Most intoxicated people are not legally deemed “incapacitated” and can consent, as law professor Anne Coughlin and the Foundation for Individual Rights in Education have noted.

Many happily married people have sex after drinking. While some liberal Democrats who sponsored SB967 wanted to ban sex between intoxicated people, the final version of the bill does not do so.

Admittedly, the new law is disturbingly vague in other ways. Its co-sponsor, Assemblywoman Bonnie Lowenthal (D-Long Beach), said, “Your guess is as good as mine,” when asked how an innocent person could prove “affirmative” consent.

Hans Bader, Washington, D.C.

“Affirmative consent must be ongoing throughout a sexual activity…”

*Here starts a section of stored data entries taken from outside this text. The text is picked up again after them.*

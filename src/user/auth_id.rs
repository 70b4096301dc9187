//! Authentication identifier, `<provider>:<provider-specific-id>`.
//!
//! The provider prefix keeps identities from different providers apart,
//! `facebook:1` and `google:1` being two distinct users.

use std::fmt;
use std::str::FromStr;

use serde::{Deserialize, Serialize};
use thiserror::Error;

const SEPARATOR: char = ':';

#[derive(Debug, Error, PartialEq, Eq)]
pub enum AuthIdError {
    #[error("authentication identifier `{0}` has no provider prefix")]
    MissingSeparator(String),
    #[error("authentication identifier `{0}` has an empty provider or id")]
    Empty(String),
}

/// Identity of a user within a provider namespace.
#[derive(Clone, Debug, PartialEq, Eq, Hash, Serialize, Deserialize)]
#[serde(try_from = "String", into = "String")]
pub struct AuthId {
    provider: String,
    id: String,
}

impl AuthId {
    /// Create a new [`AuthId`].
    /// `provider` must not contain `:`, `id` may.
    pub fn new(provider: &str, id: &str) -> Self {
        Self {
            provider: provider.to_owned(),
            id: id.to_owned(),
        }
    }

    pub fn provider(&self) -> &str {
        &self.provider
    }

    pub fn id(&self) -> &str {
        &self.id
    }
}

impl fmt::Display for AuthId {
    fn fmt(&self, f: &mut fmt::Formatter<'_>) -> fmt::Result {
        write!(f, "{}{SEPARATOR}{}", self.provider, self.id)
    }
}

impl FromStr for AuthId {
    type Err = AuthIdError;

    fn from_str(s: &str) -> Result<Self, Self::Err> {
        let (provider, id) = s
            .split_once(SEPARATOR)
            .ok_or_else(|| AuthIdError::MissingSeparator(s.to_owned()))?;

        if provider.is_empty() || id.is_empty() {
            return Err(AuthIdError::Empty(s.to_owned()));
        }

        Ok(Self::new(provider, id))
    }
}

impl TryFrom<String> for AuthId {
    type Error = AuthIdError;

    fn try_from(value: String) -> Result<Self, Self::Error> {
        value.parse()
    }
}

impl From<AuthId> for String {
    fn from(value: AuthId) -> Self {
        value.to_string()
    }
}
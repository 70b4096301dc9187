//! Third-party login.
//!
//! [`init_auth`] registers the configured OAuth strategies into an
//! [`Authenticator`]. Once a provider handshake succeeds, the provider
//! profile is mapped to a local user (found or created), whose identifier
//! is then bound to the session. [`ensure_authenticated`] gates routes
//! behind that session identity.

pub mod facebook;
mod middleware;
mod session;
mod strategy;
pub mod verify;
mod view;

pub use facebook::FacebookStrategy;
pub use middleware::{ensure_authenticated, is_authenticated};
pub use session::{SESSION_USER_KEY, deserialize_user, logout, serialize_user};
pub(crate) use session::{OAUTH_STATE_KEY, RETURN_TO_KEY};
pub use strategy::{Authorization, Profile, Strategy};
pub use view::{LoginView, sanitize_redirect};

#[cfg(test)]
pub(crate) use strategy::StaticStrategy;

use std::collections::BTreeMap;
use std::sync::Arc;

use crate::config::Configuration;
use crate::error::{Result, ServerError};
use crate::user::{User, UserRepository};

/// Registered strategies, and the user store profiles are mapped to.
pub struct Authenticator {
    strategies: BTreeMap<&'static str, Arc<dyn Strategy>>,
    users: Arc<dyn UserRepository>,
}

impl Authenticator {
    /// Create a new [`Authenticator`] without any strategy.
    pub fn new(users: Arc<dyn UserRepository>) -> Self {
        Self {
            strategies: BTreeMap::new(),
            users,
        }
    }

    /// Register a strategy, replacing any with the same name.
    pub fn with_strategy(mut self, strategy: impl Strategy + 'static) -> Self {
        tracing::info!(provider = strategy.name(), "login strategy registered");
        self.strategies.insert(strategy.name(), Arc::new(strategy));
        self
    }

    /// Names of registered providers.
    pub fn providers(&self) -> Vec<&'static str> {
        self.strategies.keys().copied().collect()
    }

    /// Find a registered strategy.
    pub fn strategy(&self, provider: &str) -> Result<&Arc<dyn Strategy>> {
        self.strategies
            .get(provider)
            .ok_or_else(|| ServerError::UnknownProvider(provider.to_owned()))
    }

    /// Start a login with `provider`.
    pub fn authorize(&self, provider: &str) -> Result<Authorization> {
        Ok(self.strategy(provider)?.authorize())
    }

    /// Finish a login with `provider`: exchange `code`, then find or create
    /// the matching local user.
    pub async fn authenticate(&self, provider: &str, code: &str) -> Result<User> {
        let profile = self.strategy(provider)?.profile(code).await?;
        verify::find_or_create(self.users.as_ref(), &profile).await
    }
}

/// Register the configured login strategies.
pub fn init_auth(
    config: &Configuration,
    users: Arc<dyn UserRepository>,
) -> Result<Authenticator> {
    let Some(facebook) = &config.auth.facebook else {
        return Err(ServerError::Config(
            "missing `auth.facebook` entry".to_owned(),
        ));
    };

    Ok(Authenticator::new(users).with_strategy(FacebookStrategy::new(facebook)?))
}
use std::net::{Ipv4Addr, SocketAddr};

use social_login::config::{DEFAULT_PORT, SessionStore};
use social_login::{app, initialize_state, telemetry};
use tower_sessions::MemoryStore;
use tower_sessions_sqlx_store::PostgresStore;

#[tokio::main]
async fn main() -> Result<(), Box<dyn std::error::Error>> {
    telemetry::init_subscriber().map_err(|err| err as Box<dyn std::error::Error>)?;

    let (state, db) = initialize_state().await?;
    let port = state.config.port.unwrap_or(DEFAULT_PORT);

    let router = match state.config.session.store {
        SessionStore::Memory => app(state, MemoryStore::default()),
        SessionStore::Postgres => {
            let store = PostgresStore::new(db.postgres.clone());
            store.migrate().await?;
            app(state, store)
        },
    };

    let addr = SocketAddr::from((Ipv4Addr::UNSPECIFIED, port));
    let listener = tokio::net::TcpListener::bind(addr).await?;
    tracing::info!(%addr, "server started");

    axum::serve(listener, router)
        .with_graceful_shutdown(shutdown_signal())
        .await?;

    Ok(())
}

async fn shutdown_signal() {
    if let Err(err) = tokio::signal::ctrl_c().await {
        tracing::error!(error = %err, "cannot listen for shutdown signal");
        std::future::pending::<()>().await;
    }
    tracing::info!("shutting down");
}
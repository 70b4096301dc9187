//! Configuration manager for social login.
//!
//! The configuration is environment specific: `ENVIRONMENT` (default
//! `development`) selects `config.<environment>.yaml`, falling back to
//! `config.yaml`. Provider secrets may be overridden by environment
//! variables so they never have to be written on disk.

use std::fs::File;
use std::path::{Path, PathBuf};
use std::sync::Arc;

use axum::extract::FromRef;
use serde::{Deserialize, Serialize};
use url::Url;
use validator::Validate;

use crate::AppState;

const DEFAULT_CONFIG_PATH: &str = "config.yaml";
const DEFAULT_ENVIRONMENT: &str = "development";
const VERSION: &str = env!("CARGO_PKG_VERSION");

pub const DEFAULT_PORT: u16 = 8080;
pub const DEFAULT_SESSION_EXPIRY_DAYS: i64 = 7;
/// Browsers cap cookie lifetime at 400 days.
pub const MAX_SESSION_EXPIRY_DAYS: i64 = 400;

#[derive(Debug, Default, Clone, PartialEq, Serialize, Deserialize)]
pub struct Configuration {
    /// Instance name.
    pub name: String,
    /// Domain name of current instance.
    pub url: String,
    /// Listening port.
    pub port: Option<u16>,
    /// Expose Prometheus metrics on `/metrics`.
    #[serde(default)]
    pub metrics: bool,
    #[serde(default)]
    version: String,
    #[serde(skip)]
    path: PathBuf,
    #[serde(skip)]
    environment: String,
    /// Related to PostgreSQL configuration.
    #[serde(skip_serializing)]
    pub postgres: Option<Postgres>,
    /// Related to session cookies.
    #[serde(default)]
    pub session: Session,
    /// Related to third-party login providers.
    #[serde(default, skip_serializing)]
    pub auth: Auth,
}

/// PostgreSQL configuration.
#[derive(Debug, Default, PartialEq, Clone, Serialize, Deserialize)]
pub struct Postgres {
    /// Hostname:(?port) for PostgreSQL instance.
    pub address: String,
    /// Database name.
    pub database: Option<String>,
    /// Username credential to connect.
    pub username: Option<String>,
    /// Password credential to connect.
    pub password: Option<String>,
    /// Maximum pool connections.
    pub pool_size: Option<u32>,
}

/// Where session records are kept.
#[derive(Debug, Default, Clone, Copy, PartialEq, Serialize, Deserialize)]
#[serde(rename_all = "lowercase")]
pub enum SessionStore {
    #[default]
    Memory,
    Postgres,
}

/// Session cookie configuration.
#[derive(Debug, Default, Clone, PartialEq, Serialize, Deserialize)]
pub struct Session {
    /// Only send the cookie over HTTPS.
    #[serde(default)]
    pub secure: bool,
    /// Days of inactivity before a session expires.
    pub expiry_days: Option<i64>,
    #[serde(default)]
    pub store: SessionStore,
}

impl Session {
    pub fn expiry_days(&self) -> i64 {
        self.expiry_days
            .filter(|days| *days > 0)
            .unwrap_or(DEFAULT_SESSION_EXPIRY_DAYS)
            .min(MAX_SESSION_EXPIRY_DAYS)
    }
}

/// Third-party providers.
#[derive(Debug, Default, Clone, PartialEq, Serialize, Deserialize)]
pub struct Auth {
    pub facebook: Option<Facebook>,
}

/// Facebook application credentials.
#[derive(Debug, Default, Clone, PartialEq, Serialize, Deserialize, Validate)]
pub struct Facebook {
    #[validate(length(min = 1, message = "Facebook application ID is required."))]
    pub app_id: String,
    #[validate(length(min = 1, message = "Facebook application secret is required."))]
    pub app_secret: String,
    #[validate(url(message = "Callback URL must be an absolute URL."))]
    pub callback_url: String,
    /// Requested permissions. Default is `public_profile`.
    #[serde(default)]
    pub scopes: Vec<String>,
    /// Graph API version, such as `v19.0`.
    pub graph_version: Option<String>,
    #[validate(url)]
    pub authorize_url: Option<String>,
    #[validate(url)]
    pub token_url: Option<String>,
    #[validate(url)]
    pub profile_url: Option<String>,
}

impl FromRef<AppState> for Arc<Configuration> {
    fn from_ref(state: &AppState) -> Arc<Configuration> {
        Arc::clone(&state.config)
    }
}

impl Configuration {
    /// Set a configuration file, or a directory holding configuration files.
    pub fn path(mut self, path: PathBuf) -> Self {
        self.path = path;
        self
    }

    /// Set the deployment environment used to pick the configuration file.
    pub fn environment(mut self, environment: &str) -> Self {
        self.environment = environment.to_owned();
        self
    }

    /// Current environment name.
    pub fn current_environment(&self) -> &str {
        if self.environment.is_empty() {
            DEFAULT_ENVIRONMENT
        } else {
            &self.environment
        }
    }

    /// Application version.
    pub fn version(&self) -> &str {
        &self.version
    }

    /// Normalizes a URL string by ensuring it starts with a valid scheme
    /// (`http` or `https`).
    fn normalize_url(&self, url: &str) -> Result<String, url::ParseError> {
        let url_with_scheme =
            if url.starts_with("http://") || url.starts_with("https://") {
                url.to_string()
            } else {
                format!("https://{url}")
            };

        let parsed_url = Url::parse(&url_with_scheme)?;
        Ok(parsed_url.to_string())
    }

    /// Find the file to read, in order: explicit file,
    /// `config.<environment>.yaml`, `config.yaml`.
    fn locate(&self) -> PathBuf {
        if self.path.is_file() {
            return self.path.clone();
        }

        let directory = if self.path.is_dir() {
            self.path.as_path()
        } else {
            Path::new(".")
        };

        let specific =
            directory.join(format!("config.{}.yaml", self.current_environment()));
        if specific.is_file() {
            specific
        } else {
            directory.join(DEFAULT_CONFIG_PATH)
        }
    }

    /// Reads the configuration file matching the current environment.
    pub fn read(self) -> Result<Arc<Self>, url::ParseError> {
        self.read_with(|key| std::env::var(key).ok())
    }

    /// Same as [`Configuration::read`] with a custom environment lookup.
    pub fn read_with(
        self,
        lookup: impl Fn(&str) -> Option<String>,
    ) -> Result<Arc<Self>, url::ParseError> {
        let file_path = self.locate();

        let mut config = match File::open(&file_path) {
            Ok(file) => match serde_yaml::from_reader::<_, Configuration>(file) {
                Ok(config) => config,
                Err(err) => self.error(&file_path, err),
            },
            Err(err) => self.error(&file_path, err),
        };

        tracing::debug!(path = %file_path.display(), environment = self.current_environment(), "configuration loaded");

        config.version = VERSION.to_owned();
        config.environment = self.environment.clone();
        config.path = file_path;

        if !config.url.is_empty() {
            config.url = self.normalize_url(&config.url)?;
        }

        Ok(Arc::new(config.override_with(lookup)))
    }

    /// Apply secrets from environment variables.
    pub fn override_with(
        mut self,
        lookup: impl Fn(&str) -> Option<String>,
    ) -> Self {
        let app_id = lookup("FACEBOOK_APP_ID");
        let app_secret = lookup("FACEBOOK_APP_SECRET");
        let callback_url = lookup("FACEBOOK_CALLBACK_URL");

        if app_id.is_some() || app_secret.is_some() || callback_url.is_some() {
            let facebook = self.auth.facebook.get_or_insert_with(Facebook::default);
            if let Some(app_id) = app_id {
                facebook.app_id = app_id;
            }
            if let Some(app_secret) = app_secret {
                facebook.app_secret = app_secret;
            }
            if let Some(callback_url) = callback_url {
                facebook.callback_url = callback_url;
            }
        }

        self
    }

    /// Return a default configuration as fallback.
    fn error(&self, path: &Path, err: impl std::error::Error) -> Self {
        tracing::error!(error = %err, path = %path.display(), "configuration file not readable");
        Self {
            version: VERSION.to_owned(),
            ..Default::default()
        }
    }
}
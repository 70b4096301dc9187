//! Pluggable third-party login protocols.

use async_trait::async_trait;
use url::Url;

use crate::error::Result;

/// Provider profile, normalized.
#[derive(Clone, Debug, PartialEq)]
pub struct Profile {
    /// Provider name, such as `facebook`.
    pub provider: String,
    /// Provider specific identifier.
    pub id: String,
    pub display_name: String,
}

impl Profile {
    /// Synthesized authentication identifier, `<provider>:<id>`.
    pub fn auth_id(&self) -> crate::user::AuthId {
        crate::user::AuthId::new(&self.provider, &self.id)
    }
}

/// Where to send the browser to log in, and the state it must come back
/// with.
#[derive(Clone, Debug)]
pub struct Authorization {
    pub url: Url,
    pub state: String,
}

/// An OAuth strategy: a pluggable handler implementing a specific
/// third-party login protocol.
#[async_trait]
pub trait Strategy: Send + Sync {
    /// Name used in routes, and as authentication identifier prefix.
    fn name(&self) -> &'static str;

    /// Build the provider authorization URL with a fresh CSRF state.
    fn authorize(&self) -> Authorization;

    /// Complete the handshake with the authorization `code` and fetch the
    /// user profile.
    async fn profile(&self, code: &str) -> Result<Profile>;
}

/// Strategy answering without any network call.
#[cfg(test)]
pub(crate) struct StaticStrategy {
    pub name: &'static str,
    pub state: String,
    pub profile: Profile,
}

#[cfg(test)]
impl StaticStrategy {
    pub const CODE: &'static str = "valid-code";

    pub fn facebook(id: &str, display_name: &str) -> Self {
        Self {
            name: "facebook",
            state: "csrf-state".into(),
            profile: Profile {
                provider: "facebook".into(),
                id: id.into(),
                display_name: display_name.into(),
            },
        }
    }
}

#[cfg(test)]
#[async_trait]
impl Strategy for StaticStrategy {
    fn name(&self) -> &'static str {
        self.name
    }

    fn authorize(&self) -> Authorization {
        let mut url = Url::parse("https://provider.test/dialog/oauth").unwrap();
        url.query_pairs_mut().append_pair("state", &self.state);
        Authorization {
            url,
            state: self.state.clone(),
        }
    }

    async fn profile(&self, code: &str) -> Result<Profile> {
        if code == Self::CODE {
            Ok(self.profile.clone())
        } else {
            Err(crate::error::ServerError::OAuth("invalid code".into()))
        }
    }
}

#[cfg(test)]
mod tests {
    use super::*;

    #[test]
    fn test_profile_auth_id() {
        let profile = Profile {
            provider: "facebook".into(),
            id: "10220".into(),
            display_name: "Ada".into(),
        };
        assert_eq!(profile.auth_id().to_string(), "facebook:10220");
    }
}
//! Telemetry logic.
//! Support tracing, metrics and logging.
use axum::extract::{MatchedPath, Request};
use axum::http::Version;
use axum::middleware::Next;
use axum::response::IntoResponse;
use metrics::Unit;
use metrics_exporter_prometheus::{Matcher, PrometheusBuilder, PrometheusHandle};
use opentelemetry::KeyValue;
use opentelemetry::global;
use opentelemetry::trace::{Span, Tracer};
use opentelemetry_appender_tracing::layer::OpenTelemetryTracingBridge;
use opentelemetry_otlp::{LogExporter, WithExportConfig};
use opentelemetry_sdk::Resource;
use opentelemetry_sdk::logs::{SdkLogger, SdkLoggerProvider};
use opentelemetry_sdk::trace::SdkTracerProvider;
use tracing_subscriber::EnvFilter;
use tracing_subscriber::layer::SubscriberExt;
use tracing_subscriber::util::SubscriberInitExt;

use std::time::Instant;

type BoxError = Box<dyn std::error::Error + Send + Sync>;

const DEFAULT_FILTER: &str = "info,social_login=debug";
const OTLP_ENDPOINT: &str = "OTEL_EXPORTER_OTLP_ENDPOINT";

fn ressources() -> Resource {
    Resource::builder().with_service_name("social-login").build()
}

/// Install the global `tracing` subscriber.
///
/// Logs are printed on stdout; they are also exported with OTLP when
/// `OTEL_EXPORTER_OTLP_ENDPOINT` is set.
pub fn init_subscriber() -> Result<(), BoxError> {
    let filter = EnvFilter::try_from_default_env()
        .unwrap_or_else(|_| EnvFilter::new(DEFAULT_FILTER));

    let otlp = match std::env::var(OTLP_ENDPOINT) {
        Ok(endpoint) => {
            global::set_tracer_provider(setup_tracer()?);
            Some(setup_logging(&endpoint)?)
        },
        Err(_) => None,
    };

    tracing_subscriber::registry()
        .with(filter)
        .with(tracing_subscriber::fmt::layer())
        .with(otlp)
        .try_init()?;

    Ok(())
}

/// Create tracer for OLTP.
pub fn setup_tracer() -> Result<SdkTracerProvider, BoxError> {
    let exporter = opentelemetry_otlp::SpanExporter::builder()
        .with_tonic()
        .build()?;

    Ok(SdkTracerProvider::builder()
        .with_batch_exporter(exporter)
        .with_resource(ressources())
        .build())
}

/// Create recorder for Prometheus metrics.
pub fn setup_metrics_recorder() -> Result<PrometheusHandle, BoxError> {
    const EXPONENTIAL_SECONDS: &[f64] = &[
        0.005, 0.01, 0.025, 0.05, 0.1, 0.25, 0.5, 1.0, 2.5, 5.0, 10.0,
    ];

    let handle = PrometheusBuilder::new()
        .set_buckets_for_metric(
            Matcher::Full("http_requests_duration_seconds".to_string()),
            EXPONENTIAL_SECONDS,
        )?
        .install_recorder()?;

    metrics::describe_counter!(
        "oauth_logins_total",
        Unit::Count,
        "Third-party login attempts by provider and outcome."
    );
    metrics::describe_counter!(
        "users_created_total",
        Unit::Count,
        "Users created on their first third-party login."
    );

    Ok(handle)
}

/// Create OLTP exporter for logs.
pub fn setup_logging(
    endpoint: &str,
) -> Result<OpenTelemetryTracingBridge<SdkLoggerProvider, SdkLogger>, BoxError> {
    let exporter = LogExporter::builder()
        .with_tonic()
        .with_endpoint(endpoint)
        .build()?;
    let provider: SdkLoggerProvider = SdkLoggerProvider::builder()
        .with_resource(ressources())
        .with_batch_exporter(exporter)
        .build();
    Ok(OpenTelemetryTracingBridge::new(&provider))
}

/// Record a span, a counter and a latency histogram for every request.
pub async fn track(req: Request, next: Next) -> impl IntoResponse {
    let tracer = global::tracer("tracing-http");
    let mut otel_span = tracer.start("http-request");

    let start = Instant::now();
    let path = if let Some(matched_path) = req.extensions().get::<MatchedPath>() {
        matched_path.as_str().to_owned()
    } else {
        req.uri().path().to_owned()
    };
    let method = req.method().clone();
    let version = match req.version() {
        Version::HTTP_09 => "HTTP/0.9",
        Version::HTTP_10 => "HTTP/1.0",
        Version::HTTP_11 => "HTTP/1.1",
        Version::HTTP_2 => "HTTP/2",
        Version::HTTP_3 => "HTTP/3",
        _ => "UNKNOWN",
    };

    let response = next.run(req).await;

    let latency = start.elapsed().as_secs_f64();
    let status = response.status().as_u16().to_string();

    otel_span.set_attribute(KeyValue::new("version", version));
    otel_span.set_attribute(KeyValue::new("path", path.clone()));
    otel_span.set_attribute(KeyValue::new("method", method.to_string()));
    otel_span.set_attribute(KeyValue::new("status", status.clone()));

    let labels = [
        ("method", method.to_string()),
        ("path", path),
        ("status", status),
    ];
    metrics::counter!("http_requests_total", &labels).increment(1);
    metrics::histogram!("http_requests_duration_seconds", &labels).record(latency);

    otel_span.end();

    response
}
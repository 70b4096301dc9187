//! Login prompt.

use axum::http::{HeaderMap, HeaderValue, StatusCode, header};
use axum::response::{Html, IntoResponse, Response};
use url::form_urlencoded;

use crate::error::ResponseError;

const DEFAULT_REDIRECT: &str = "/";

/// Login page, remembering the URL that was originally requested.
#[derive(Clone, Debug, PartialEq)]
pub struct LoginView {
    pub auth_redirect_url: String,
    providers: Vec<&'static str>,
}

impl LoginView {
    /// Create a new [`LoginView`]. `auth_redirect_url` is sanitized.
    pub fn new(auth_redirect_url: &str) -> Self {
        Self {
            auth_redirect_url: sanitize_redirect(Some(auth_redirect_url)),
            providers: Vec::new(),
        }
    }

    /// Offer a button for each of these providers.
    pub fn providers(mut self, providers: Vec<&'static str>) -> Self {
        self.providers = providers;
        self
    }

    /// Link starting the login with `provider`.
    pub fn login_href(&self, provider: &str) -> String {
        let redirect: String =
            form_urlencoded::byte_serialize(self.auth_redirect_url.as_bytes())
                .collect();
        format!("/auth/{provider}?redirect={redirect}")
    }

    /// HTML page, or problem details when the client asks for JSON.
    pub fn render(&self, headers: &HeaderMap, status: StatusCode) -> Response {
        let wants_json = headers
            .get(header::ACCEPT)
            .and_then(|accept| accept.to_str().ok())
            .is_some_and(|accept| accept.contains("json"));

        if wants_json {
            return ResponseError::default()
                .status(status)
                .title("Authentication required.")
                .details("Log in to access this resource.")
                .instance(&self.auth_redirect_url)
                .into_response()
                .unwrap_or_else(|_| status.into_response());
        }

        (status, Html(self.html())).into_response()
    }

    fn html(&self) -> String {
        let buttons: String = self
            .providers
            .iter()
            .map(|provider| {
                format!(
                    r#"<li><a href="{}">Log in with {}</a></li>"#,
                    self.login_href(provider),
                    capitalize(provider),
                )
            })
            .collect();

        format!(
            r#"<!DOCTYPE html>
<html lang="en">
<head><meta charset="utf-8"><title>Log in</title></head>
<body>
<main>
<h1>Log in or sign up</h1>
<ul>{buttons}</ul>
</main>
</body>
</html>"#
        )
    }
}

fn capitalize(word: &str) -> String {
    let mut chars = word.chars();
    match chars.next() {
        Some(first) => first.to_uppercase().chain(chars).collect(),
        None => String::new(),
    }
}

/// Keep local paths only, so the login cannot be turned into an open
/// redirect. The result is always a valid `Location` header value.
pub fn sanitize_redirect(url: Option<&str>) -> String {
    match url {
        Some(url)
            if url.starts_with('/')
                && !url.starts_with("//")
                && !url.contains('\\')
                && !url.chars().any(char::is_control)
                && HeaderValue::from_str(url).is_ok() =>
        {
            url.to_owned()
        },
        _ => DEFAULT_REDIRECT.to_owned(),
    }
}

#[cfg(test)]
mod tests {
    use http_body_util::BodyExt;

    use super::*;

    #[test]
    fn test_sanitize_redirect() {
        assert_eq!(sanitize_redirect(Some("/orders?page=2")), "/orders?page=2");
        assert_eq!(sanitize_redirect(Some("https://evil.test")), "/");
        assert_eq!(sanitize_redirect(Some("//evil.test")), "/");
        assert_eq!(sanitize_redirect(Some("/\\evil.test")), "/");
        assert_eq!(sanitize_redirect(None), "/");
    }

    #[test]
    fn test_sanitize_redirect_control_characters() {
        assert_eq!(sanitize_redirect(Some("/foo\nbar")), "/");
        assert_eq!(sanitize_redirect(Some("/foo\r\nSet-Cookie: a=b")), "/");
        assert_eq!(sanitize_redirect(Some("/foo\tbar")), "/");
    }

    #[test]
    fn test_login_href_encodes_redirect() {
        let view = LoginView::new("/orders?page=2&sort=desc");
        assert_eq!(
            view.login_href("facebook"),
            "/auth/facebook?redirect=%2Forders%3Fpage%3D2%26sort%3Ddesc"
        );
    }

    #[tokio::test]
    async fn test_render_html() {
        let view = LoginView::new("/cart").providers(vec!["facebook"]);
        let response = view.render(&HeaderMap::new(), StatusCode::UNAUTHORIZED);

        assert_eq!(response.status(), StatusCode::UNAUTHORIZED);
        let body = response.into_body().collect().await.unwrap().to_bytes();
        let body = String::from_utf8(body.to_vec()).unwrap();
        assert!(body.contains(r#"href="/auth/facebook?redirect=%2Fcart""#));
        assert!(body.contains("Log in with Facebook"));
    }

    #[tokio::test]
    async fn test_render_json() {
        let mut headers = HeaderMap::new();
        headers.insert(header::ACCEPT, HeaderValue::from_static("application/json"));

        let response =
            LoginView::new("/cart").render(&headers, StatusCode::UNAUTHORIZED);
        assert_eq!(response.status(), StatusCode::UNAUTHORIZED);

        let body = response.into_body().collect().await.unwrap().to_bytes();
        let body: serde_json::Value = serde_json::from_slice(&body).unwrap();
        assert_eq!(body["instance"], "/cart");
        assert_eq!(body["status"], 401);
    }
}
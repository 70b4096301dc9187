//! Users-related HTTP API.

use axum::routing::get;
use axum::{Extension, Json, Router, middleware};

use crate::AppState;
use crate::auth::ensure_authenticated;
use crate::user::User;

/// Current user.
pub async fn me(Extension(user): Extension<User>) -> Json<User> {
    Json(user)
}

pub fn router(state: AppState) -> Router<AppState> {
    Router::new()
        // `GET /users/@me` goes to `me`. Session required.
        .route("/@me", get(me))
        .route_layer(middleware::from_fn_with_state(state, ensure_authenticated))
}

California regulates college sex, in a law just signed by Gov. Brown and applying to campuses that accept state money. Key passages:

It is the responsibility of each person involved in the sexual activity to ensure that he or she has the affirmative consent of the other or others to engage in the sexual activity. … Lack of protest or resistance does not mean consent, nor does silence mean consent. Affirmative consent must be ongoing throughout a sexual activity and can be revoked at any time. The existence of a dating relationship between the persons involved, or the fact of past sexual relations between them, should never by itself be assumed to be an indicator of consent.

Earlier here. More: K.C. Johnson on the very bad coverage in the New York Times, and less bad coverage in The Nation. And it’s totally reassuring that a Slate writer who won fame insisting on the guilt of the Duke lacrosse guys is being cited as an authority on why there’s no need to worry about the new California law.